> [AIM OF THE EXERCISE]
The records below must be reproduced in full and without error.

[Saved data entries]
/---

//! End-to-end supply chain: manufacture, two hops of ordering and shipping,
//! retail to a consumer, then an audit of the unit's history.

mod common;

use common::*;
use pharmanet_contract::ErrorKind;
use pharmanet_types::{keys, HierarchyRank, Owner, ShipmentStatus};

#[tokio::test]
async fn paracetamol_travels_from_manufacturer_to_consumer() {
    let net = Network::new();
    net.register_all().await;
    net.manufacture("Paracetamol", &["S1", "S2"]).await;
    let c = &net.contract;

    let manufacturer_key = keys::company(MANUFACTURER_CRN, "Sun Pharma").unwrap();
    let distributor_key = keys::company(DISTRIBUTOR_CRN, "VG Pharma").unwrap();
    let retailer_key = keys::company(RETAILER_CRN, "upgrad").unwrap();
    let transporter_key = keys::company(TRANSPORTER_CRN, "FedEx").unwrap();

    // Manufacturer -> distributor
    let order = c
        .create_purchase_order(
            &net.distributor,
            DISTRIBUTOR_CRN,
            MANUFACTURER_CRN,
            "Paracetamol",
            1,
        )
        .await
        .unwrap();
    assert_eq!(order.buyer, distributor_key);
    assert_eq!(order.seller, manufacturer_key);

    let shipment = c
        .create_shipment(
            &net.manufacturer,
            DISTRIBUTOR_CRN,
            "Paracetamol",
            "Paracetamol|S1",
            TRANSPORTER_CRN,
        )
        .await
        .unwrap();
    assert_eq!(shipment.status, ShipmentStatus::InTransit);
    assert_eq!(shipment.creator, manufacturer_key);

    let unit = c.current_state("Paracetamol", "S1").await.unwrap();
    assert_eq!(unit.owner, Owner::Organization(transporter_key.clone()));
    assert_eq!(unit.shipments, vec![shipment.key.clone()]);

    let delivered = c
        .update_shipment(&net.transporter, DISTRIBUTOR_CRN, "Paracetamol", TRANSPORTER_CRN)
        .await
        .unwrap();
    assert_eq!(delivered.status, ShipmentStatus::Delivered);
    let unit = c.current_state("Paracetamol", "S1").await.unwrap();
    assert_eq!(unit.owner, Owner::Organization(distributor_key.clone()));
    assert_eq!(unit.shipments, vec![shipment.key.clone(), shipment.key.clone()]);

    // The unit not shipped stays with the manufacturer.
    let untouched = c.current_state("Paracetamol", "S2").await.unwrap();
    assert_eq!(untouched.owner, Owner::Organization(manufacturer_key));

    // Distributor -> retailer
    c.create_purchase_order(&net.retailer, RETAILER_CRN, DISTRIBUTOR_CRN, "Paracetamol", 1)
        .await
        .unwrap();
    c.create_shipment(
        &net.distributor,
        RETAILER_CRN,
        "Paracetamol",
        "Paracetamol|S1",
        TRANSPORTER_CRN,
    )
    .await
    .unwrap();
    c.update_shipment(&net.transporter, RETAILER_CRN, "Paracetamol", TRANSPORTER_CRN)
        .await
        .unwrap();
    let unit = c.current_state("Paracetamol", "S1").await.unwrap();
    assert_eq!(unit.owner, Owner::Organization(retailer_key));
    assert_eq!(unit.shipments.len(), 4);

    // Retail
    let sold = c
        .retail(&net.retailer, "Paracetamol", "S1", RETAILER_CRN, "AAD-1234")
        .await
        .unwrap();
    assert_eq!(sold.owner, Owner::Consumer("AAD-1234".to_string()));
    assert_eq!(sold.shipments.len(), 4);

    // History: add, ship, deliver, ship, deliver, retail.
    let versions = c
        .history("Paracetamol", "S1")
        .await
        .unwrap()
        .collect::<Result<Vec<_>, _>>()
        .unwrap();
    assert_eq!(versions.len(), 6);
    assert_eq!(versions[0].value.shipments.len(), 0);
    assert_eq!(versions[5].value.owner, Owner::Consumer("AAD-1234".to_string()));
    assert!(versions.windows(2).all(|pair| pair[0].timestamp <= pair[1].timestamp));

    let replay = c
        .history("Paracetamol", "S1")
        .await
        .unwrap()
        .collect::<Result<Vec<_>, _>>()
        .unwrap();
    assert_eq!(versions, replay);

    net.store.verify_chain().unwrap();
}

#[tokio::test]
async fn registration_assigns_hierarchy_ranks() {
    let net = Network::new();
    let c = &net.contract;
    let cases = [
        ("Manufacturer", HierarchyRank::Ranked(1)),
        ("Distributor", HierarchyRank::Ranked(2)),
        ("Retailer", HierarchyRank::Ranked(3)),
        ("Transporter", HierarchyRank::Unranked),
    ];
    for (index, (role, rank)) in cases.into_iter().enumerate() {
        let crn = format!("CRN{}", index);
        let organization = c
            .register(&net.outsider(), &crn, "Org", "Pune", role)
            .await
            .unwrap();
        assert_eq!(organization.hierarchy_rank, rank);
    }

    let err = c
        .register(&net.outsider(), "CRN9", "Org", "Pune", "Regulator")
        .await
        .unwrap_err();
    assert_eq!(err.kind(), ErrorKind::Validation);
}

#[tokio::test]
async fn purchase_order_between_distributors_is_rejected() {
    let net = Network::new();
    net.register_all().await;
    net.contract
        .register(&net.distributor, "DIST002", "Other Pharma", "Kochi", "Distributor")
        .await
        .unwrap();
    net.manufacture("Paracetamol", &["S1"]).await;

    let err = net
        .contract
        .create_purchase_order(&net.distributor, "DIST002", DISTRIBUTOR_CRN, "Paracetamol", 1)
        .await
        .unwrap_err();
    assert_eq!(err.kind(), ErrorKind::Validation);
    assert!(err.to_string().contains("hierarchical manner"));
}

#[tokio::test]
async fn shipment_with_short_asset_list_is_rejected() {
    let net = Network::new();
    net.register_all().await;
    net.manufacture("Paracetamol", &["S1", "S2"]).await;
    let c = &net.contract;

    c.create_purchase_order(&net.distributor, DISTRIBUTOR_CRN, MANUFACTURER_CRN, "Paracetamol", 2)
        .await
        .unwrap();
    let committed = net.store.transaction_log().unwrap().len();

    let err = c
        .create_shipment(
            &net.manufacturer,
            DISTRIBUTOR_CRN,
            "Paracetamol",
            "Paracetamol|S1",
            TRANSPORTER_CRN,
        )
        .await
        .unwrap_err();
    assert_eq!(err.kind(), ErrorKind::Validation);

    // Nothing was written: S1 still belongs to the manufacturer.
    assert_eq!(net.store.transaction_log().unwrap().len(), committed);
    let unit = c.current_state("Paracetamol", "S1").await.unwrap();
    assert!(unit.shipments.is_empty());
}

#[tokio::test]
async fn shipment_of_several_units_moves_them_together() {
    let net = Network::new();
    net.register_all().await;
    net.manufacture("Paracetamol", &["S1", "S2", "S3"]).await;
    let c = &net.contract;

    c.create_purchase_order(&net.distributor, DISTRIBUTOR_CRN, MANUFACTURER_CRN, "Paracetamol", 2)
        .await
        .unwrap();
    let shipment = c
        .create_shipment(
            &net.manufacturer,
            DISTRIBUTOR_CRN,
            "Paracetamol",
            " Paracetamol|S3 , Paracetamol|S1 ",
            TRANSPORTER_CRN,
        )
        .await
        .unwrap();
    assert_eq!(
        shipment.assets,
        vec![
            keys::drug("Paracetamol", "S3").unwrap(),
            keys::drug("Paracetamol", "S1").unwrap(),
        ]
    );

    c.update_shipment(&net.transporter, DISTRIBUTOR_CRN, "Paracetamol", TRANSPORTER_CRN)
        .await
        .unwrap();
    let distributor_key = keys::company(DISTRIBUTOR_CRN, "VG Pharma").unwrap();
    for serial in ["S1", "S3"] {
        let unit = c.current_state("Paracetamol", serial).await.unwrap();
        assert!(unit.is_owned_by(&distributor_key));
        assert_eq!(unit.shipments.len(), 2);
    }
    let left = c.current_state("Paracetamol", "S2").await.unwrap();
    assert!(!left.is_owned_by(&distributor_key));
}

\---

> [ANSWER BELOW]
//! End-to-end supply chain: manufacture, two hops of ordering and shipping,
//! retail to a consumer, then an audit of the unit's history.

mod common;

use common::*;
use pharmanet_contract::ErrorKind;
use pharmanet_types::{keys, HierarchyRank, Owner, ShipmentStatus};

#[tokio::test]
async fn paracetamol_travels_from_manufacturer_to_consumer() {
    let net = Network::new();
    net.register_all().await;
    net.manufacture("Paracetamol", &["S1", "S2"]).await;
    let c = &net.contract;

    let manufacturer_key = keys::company(MANUFACTURER_CRN, "Sun Pharma").unwrap();
    let distributor_key = keys::company(DISTRIBUTOR_CRN, "VG Pharma").unwrap();
    let retailer_key = keys::company(RETAILER_CRN, "upgrad").unwrap();
    let transporter_key = keys::company(TRANSPORTER_CRN, "FedEx").unwrap();

    // Manufacturer -> distributor
    let order = c
        .create_purchase_order(
            &net.distributor,
            DISTRIBUTOR_CRN,
            MANUFACTURER_CRN,
            "Paracetamol",
            1,
        )
        .await
        .unwrap();
    assert_eq!(order.buyer, distributor_key);
    assert_eq!(order.seller, manufacturer_key);

    let shipment = c
        .create_shipment(
            &net.manufacturer,
            DISTRIBUTOR_CRN,
            "Paracetamol",
            "Paracetamol|S1",
            TRANSPORTER_CRN,
        )
        .await
        .unwrap();
    assert_eq!(shipment.status, ShipmentStatus::InTransit);
    assert_eq!(shipment.creator, manufacturer_key);

    let unit = c.current_state("Paracetamol", "S1").await.unwrap();
    assert_eq!(unit.owner, Owner::Organization(transporter_key.clone()));
    assert_eq!(unit.shipments, vec![shipment.key.clone()]);

    let delivered = c
        .update_shipment(&net.transporter, DISTRIBUTOR_CRN, "Paracetamol", TRANSPORTER_CRN)
        .await
        .unwrap();
    assert_eq!(delivered.status, ShipmentStatus::Delivered);
    let unit = c.current_state("Paracetamol", "S1").await.unwrap();
    assert_eq!(unit.owner, Owner::Organization(distributor_key.clone()));
    assert_eq!(unit.shipments, vec![shipment.key.clone(), shipment.key.clone()]);

    // The unit not shipped stays with the manufacturer.
    let untouched = c.current_state("Paracetamol", "S2").await.unwrap();
    assert_eq!(untouched.owner, Owner::Organization(manufacturer_key));

    // Distributor -> retailer
    c.create_purchase_order(&net.retailer, RETAILER_CRN, DISTRIBUTOR_CRN, "Paracetamol", 1)
        .await
        .unwrap();
    c.create_shipment(
        &net.distributor,
        RETAILER_CRN,
        "Paracetamol",
        "Paracetamol|S1",
        TRANSPORTER_CRN,
    )
    .await
    .unwrap();
    c.update_shipment(&net.transporter, RETAILER_CRN, "Paracetamol", TRANSPORTER_CRN)
        .await
        .unwrap();
    let unit = c.current_state("Paracetamol", "S1").await.unwrap();
    assert_eq!(unit.owner, Owner::Organization(retailer_key));
    assert_eq!(unit.shipments.len(), 4);

    // Retail
    let sold = c
        .retail(&net.retailer, "Paracetamol", "S1", RETAILER_CRN, "AAD-1234")
        .await
        .unwrap();
    assert_eq!(sold.owner, Owner::Consumer("AAD-1234".to_string()));
    assert_eq!(sold.shipments.len(), 4);

    // History: add, ship, deliver, ship, deliver, retail.
    let versions = c
        .history("Paracetamol", "S1")
        .await
        .unwrap()
        .collect::<Result<Vec<_>, _>>()
        .unwrap();
    assert_eq!(versions.len(), 6);
    assert_eq!(versions[0].value.shipments.len(), 0);
    assert_eq!(versions[5].value.owner, Owner::Consumer("AAD-1234".to_string()));
    assert!(versions.windows(2).all(|pair| pair[0].timestamp <= pair[1].timestamp));

    let replay = c
        .history("Paracetamol", "S1")
        .await
        .unwrap()
        .collect::<Result<Vec<_>, _>>()
        .unwrap();
    assert_eq!(versions, replay);

    net.store.verify_chain().unwrap();
}

#[tokio::test]
async fn registration_assigns_hierarchy_ranks() {
    let net = Network::new();
    let c = &net.contract;
    let cases = [
        ("Manufacturer", HierarchyRank::Ranked(1)),
        ("Distributor", HierarchyRank::Ranked(2)),
        ("Retailer", HierarchyRank::Ranked(3)),
        ("Transporter", HierarchyRank::Unranked),
    ];
    for (index, (role, rank)) in cases.into_iter().enumerate() {
        let crn = format!("CRN{}", index);
        let organization = c
            .register(&net.outsider(), &crn, "Org", "Pune", role)
            .await
            .unwrap();
        assert_eq!(organization.hierarchy_rank, rank);
    }

    let err = c
        .register(&net.outsider(), "CRN9", "Org", "Pune", "Regulator")
        .await
        .unwrap_err();
    assert_eq!(err.kind(), ErrorKind::Validation);
}

#[tokio::test]
async fn purchase_order_between_distributors_is_rejected() {
    let net = Network::new();
    net.register_all().await;
    net.contract
        .register(&net.distributor, "DIST002", "Other Pharma", "Kochi", "Distributor")
        .await
        .unwrap();
    net.manufacture("Paracetamol", &["S1"]).await;

    let err = net
        .contract
        .create_purchase_order(&net.distributor, "DIST002", DISTRIBUTOR_CRN, "Paracetamol", 1)
        .await
        .unwrap_err();
    assert_eq!(err.kind(), ErrorKind::Validation);
    assert!(err.to_string().contains("hierarchical manner"));
}

#[tokio::test]
async fn shipment_with_short_asset_list_is_rejected() {
    let net = Network::new();
    net.register_all().await;
    net.manufacture("Paracetamol", &["S1", "S2"]).await;
    let c = &net.contract;

    c.create_purchase_order(&net.distributor, DISTRIBUTOR_CRN, MANUFACTURER_CRN, "Paracetamol", 2)
        .await
        .unwrap();
    let committed = net.store.transaction_log().unwrap().len();

    let err = c
        .create_shipment(
            &net.manufacturer,
            DISTRIBUTOR_CRN,
            "Paracetamol",
            "Paracetamol|S1",
            TRANSPORTER_CRN,
        )
        .await
        .unwrap_err();
    assert_eq!(err.kind(), ErrorKind::Validation);

    // Nothing was written: S1 still belongs to the manufacturer.
    assert_eq!(net.store.transaction_log().unwrap().len(), committed);
    let unit = c.current_state("Paracetamol", "S1").await.unwrap();
    assert!(unit.shipments.is_empty());
}

#[tokio::test]
async fn shipment_of_several_units_moves_them_together() {
    let net = Network::new();
    net.register_all().await;
    net.manufacture("Paracetamol", &["S1", "S2", "S3"]).await;
    let c = &net.contract;

    c.create_purchase_order(&net.distributor, DISTRIBUTOR_CRN, MANUFACTURER_CRN, "Paracetamol", 2)
        .await
        .unwrap();
    let shipment = c
        .create_shipment(
            &net.manufacturer,
            DISTRIBUTOR_CRN,
            "Paracetamol",
            " Paracetamol|S3 , Paracetamol|S1 ",
            TRANSPORTER_CRN,
        )
        .await
        .unwrap();
    assert_eq!(
        shipment.assets,
        vec![
            keys::drug("Paracetamol", "S3").unwrap(),
            keys::drug("Paracetamol", "S1").unwrap(),
        ]
    );

    c.update_shipment(&net.transporter, DISTRIBUTOR_CRN, "Paracetamol", TRANSPORTER_CRN)
        .await
        .unwrap();
    let distributor_key = keys::company(DISTRIBUTOR_CRN, "VG Pharma").unwrap();
    for serial in ["S1", "S3"] {
        let unit = c.current_state("Paracetamol", serial).await.unwrap();
        assert!(unit.is_owned_by(&distributor_key));
        assert_eq!(unit.shipments.len(), 2);
    }
    let left = c.current_state("Paracetamol", "S2").await.unwrap();
    assert!(!left.is_owned_by(&distributor_key));
}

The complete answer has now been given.